LAURENCE REES: What I find hard to fully understand is this: it is the Japanese movement into Southern Indo-China that triggers the American sanctions in the summer of 1941. But then, in the the subsequent discussions with the Japanese, the Americans don't just say 'you have to pull out of Indo-China' they start saying 'stop your aggression in China'. But the Japanese had been in China since 1937, fighting a war of aggression, and anyone who knew the Japanese leadership knew it was an impossibility that the Japanese would agree to pull back out of China. So I don’t understand how anybody in America could think that demand wouldn’t lead to a situation of dangerous intransigence?

ROBERT DALLEK: I think the feeling in the United States was that Japan could never defeat us. How could they possibly defeat the United States? We are such a larger power, we have such industrial potential. Would they be so foolish as to attack us, to go to war with us? We’ll mop them up and they can’t really fight all that effectively. So we have to take a tough line with them. American public opinion wants it and Congress is happy to see this happen. Take a tough line with them and it’s not going to lead to war. That, I think, is the perspective of the time, of the moment, though of course it was absolutely wrongheaded.  And of course the same thing with the surprise attack at Pearl Harbour, we misread the Japanese and we underestimated what their capacity was.

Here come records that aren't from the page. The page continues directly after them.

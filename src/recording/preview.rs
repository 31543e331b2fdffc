// Live preview of the infrared stream
//
// The preview trades frame accuracy for latency: after every render the
// backlog is discarded, so the next frame shown is always the newest one.
// Nothing here affects recorded data.

use std::io::BufRead;
use std::path::{Path, PathBuf};
use std::thread::JoinHandle;

use crossbeam_channel::{never, select, Receiver};
use ndarray::{s, Array2, ArrayView2};
use serde::{Deserialize, Serialize};

use super::Handoff;

/// Lower clip bound of the infrared contrast stretch
pub const IR_CLIP_MIN: u16 = 160;
/// Upper clip bound of the infrared contrast stretch
pub const IR_CLIP_MAX: u16 = 5500;

/// Error type for preview rendering
#[derive(Debug, thiserror::Error)]
pub enum PreviewError {
    #[error(transparent)]
    Image(#[from] image::ImageError),

    #[error(transparent)]
    Io(#[from] std::io::Error),

    #[error("Failed to spawn preview thread: {0}")]
    Spawn(std::io::Error),

    #[error("Preview thread panicked")]
    Panicked,
}

pub type Result<T> = std::result::Result<T, PreviewError>;

/// Preview options
#[derive(Debug, Clone, PartialEq, Serialize, Deserialize)]
pub struct PreviewConfig {
    #[serde(default)]
    pub enabled: bool,

    /// Send every Nth captured frame to the preview
    #[serde(default = "default_every")]
    pub every: u64,

    /// Spatial subsampling step applied before sending
    #[serde(default = "default_subsample")]
    pub subsample: usize,

    /// Directory for the preview image. Defaults to the session directory.
    #[serde(default)]
    pub output_dir: Option<PathBuf>,
}

impl Default for PreviewConfig {
    fn default() -> Self {
        Self {
            enabled: false,
            every: default_every(),
            subsample: default_subsample(),
            output_dir: None,
        }
    }
}

fn default_every() -> u64 {
    2
}

fn default_subsample() -> usize {
    2
}

/// Contrast-stretch an infrared frame to 8 bits: clip to
/// [`IR_CLIP_MIN`, `IR_CLIP_MAX`], then `(ln(x) - 5) * 70`, truncated.
pub fn render_infrared(frame: ArrayView2<u16>) -> Array2<u8> {
    frame.mapv(|x| {
        let x = f64::from(x.clamp(IR_CLIP_MIN, IR_CLIP_MAX));
        ((x.ln() - 5.0) * 70.0) as u8
    })
}

/// Keep every `step`-th row and column
pub fn subsample(frame: &Array2<u16>, step: usize) -> Array2<u16> {
    let step = step.max(1) as isize;
    frame.slice(s![..;step, ..;step]).to_owned()
}

/// What the preview should do after showing a frame
#[derive(Debug, Clone, Copy, PartialEq, Eq)]
pub enum PreviewControl {
    Continue,
    /// The user asked to close the preview. Recording continues.
    Abort,
}

/// Somewhere to show rendered preview frames
pub trait PreviewSink: Send {
    fn show(&mut self, image: &Array2<u8>) -> Result<PreviewControl>;

    /// Called once when the preview worker terminates
    fn close(&mut self) {}
}

/// Overwrites `preview.png` with every rendered frame, atomically, so any
/// image viewer that reloads on change can follow the recording.
pub struct PngSnapshotSink {
    path: PathBuf,
    temp_path: PathBuf,
}

impl PngSnapshotSink {
    pub const FILE_NAME: &'static str = "preview.png";

    pub fn new(dir: &Path) -> Self {
        Self {
            path: dir.join(Self::FILE_NAME),
            temp_path: dir.join(".preview.png.tmp"),
        }
    }

    pub fn path(&self) -> &Path {
        &self.path
    }
}

impl PreviewSink for PngSnapshotSink {
    fn show(&mut self, image: &Array2<u8>) -> Result<PreviewControl> {
        let (rows, cols) = image.dim();
        let pixels: Vec<u8> = image.iter().copied().collect();
        let buffer = image::GrayImage::from_raw(cols as u32, rows as u32, pixels).ok_or_else(|| {
            PreviewError::Io(std::io::Error::new(
                std::io::ErrorKind::InvalidData,
                "preview buffer does not match its dimensions",
            ))
        })?;
        buffer.save_with_format(&self.temp_path, image::ImageFormat::Png)?;
        std::fs::rename(&self.temp_path, &self.path)?;
        Ok(PreviewControl::Continue)
    }

    fn close(&mut self) {
        let _ = std::fs::remove_file(&self.temp_path);
    }
}

/// Summary of a finished preview worker
#[derive(Debug, Clone, Default, PartialEq, Eq)]
pub struct PreviewReport {
    pub rendered: u64,
    /// Backlog frames skipped to stay current
    pub discarded: u64,
    /// Closed by the user rather than by end of stream
    pub aborted: bool,
}

/// Handle to a running preview thread
pub struct PreviewWorker {
    handle: JoinHandle<PreviewReport>,
}

impl PreviewWorker {
    /// Start the worker. A message on `abort` closes the preview early.
    pub fn spawn(
        frames: Receiver<Handoff<Array2<u16>>>,
        sink: Box<dyn PreviewSink>,
        abort: Receiver<()>,
    ) -> Result<Self> {
        let handle = std::thread::Builder::new()
            .name("depth-acquire-preview".into())
            .spawn(move || run(frames, sink, abort))
            .map_err(PreviewError::Spawn)?;
        Ok(Self { handle })
    }

    pub fn join(self) -> Result<PreviewReport> {
        self.handle.join().map_err(|_| PreviewError::Panicked)
    }
}

enum Event {
    Item(std::result::Result<Handoff<Array2<u16>>, crossbeam_channel::RecvError>),
    Abort,
    AbortClosed,
}

fn run(frames: Receiver<Handoff<Array2<u16>>>, mut sink: Box<dyn PreviewSink>, abort: Receiver<()>) -> PreviewReport {
    let mut report = PreviewReport::default();
    let mut abort = abort;

    'preview: loop {
        let event = select! {
            recv(frames) -> msg => Event::Item(msg),
            recv(abort) -> msg => if msg.is_ok() { Event::Abort } else { Event::AbortClosed },
        };

        let item = match event {
            Event::Item(item) => item,
            Event::Abort => {
                report.aborted = true;
                break;
            }
            Event::AbortClosed => {
                // Nobody can abort any more
                abort = never();
                continue;
            }
        };

        let frame = match item {
            Ok(Handoff::Frame(frame)) => frame,
            Ok(Handoff::EndOfStream) | Err(_) => break,
        };

        match sink.show(&render_infrared(frame.view())) {
            Ok(PreviewControl::Continue) => report.rendered += 1,
            Ok(PreviewControl::Abort) => {
                report.rendered += 1;
                report.aborted = true;
                break;
            }
            Err(e) => {
                log::warn!("[Preview] Rendering failed, closing preview: {}", e);
                break;
            }
        }

        // Drop whatever piled up while rendering
        loop {
            match frames.try_recv() {
                Ok(Handoff::Frame(_)) => report.discarded += 1,
                Ok(Handoff::EndOfStream) => break 'preview,
                Err(crossbeam_channel::TryRecvError::Empty) => break,
                Err(crossbeam_channel::TryRecvError::Disconnected) => break 'preview,
            }
        }
    }

    sink.close();
    if report.aborted {
        log::info!("[Preview] Closed by user; recording continues");
    }
    log::debug!(
        "[Preview] Rendered {} frames, discarded {}",
        report.rendered,
        report.discarded
    );
    report
}

/// Abort signal fed by standard input: a line containing `q` fires it.
///
/// The reader thread is detached and lives until the process exits.
pub fn stdin_abort_signal() -> Receiver<()> {
    let (tx, rx) = crossbeam_channel::bounded(1);
    let spawned = std::thread::Builder::new()
        .name("depth-acquire-stdin".into())
        .spawn(move || {
            let stdin = std::io::stdin();
            for line in stdin.lock().lines() {
                let Ok(line) = line else { break };
                if line.trim().eq_ignore_ascii_case("q") {
                    let _ = tx.send(());
                    break;
                }
            }
        });
    if let Err(e) = spawned {
        log::warn!("Preview abort key unavailable: {}", e);
    }
    rx
}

LAURENCE REES: So what’s behind that American view? Is it arrogance or is it arrogance tinged with racism - what’s behind it?

ROBERT DALLEK: Both, both. I think there’s arrogance, I think there’s racism, and it’s demonstrated by the fact that in February 1942, after the Pearl Harbour attack and we get to war with Japan, what do we do? We incarcerate - the Roosevelt administration incarcerates 110,000 Japanese Americans, 90 percent of whom were citizens.  The Supreme Court of the United States later said it was the greatest violation of civil liberties in the country’s history. Unheard of that it was done. Why? Because on the West Coast there was racism and there was a degree of psychologically striking back at Japan. We were on the defensive, we were ripped up at Pearl Harbour, we had been driven out of the Philippines, the British are losing Burma and the Japanese are on the march: how can we inflict defeat on them? Well, you incarcerate Japanese Americans. They’re “Japs” you see, and there is this racism at the time. Of course, there was tremendous racism in Japan toward Westerners and you know there was a kind of race war that went on in that World War Two.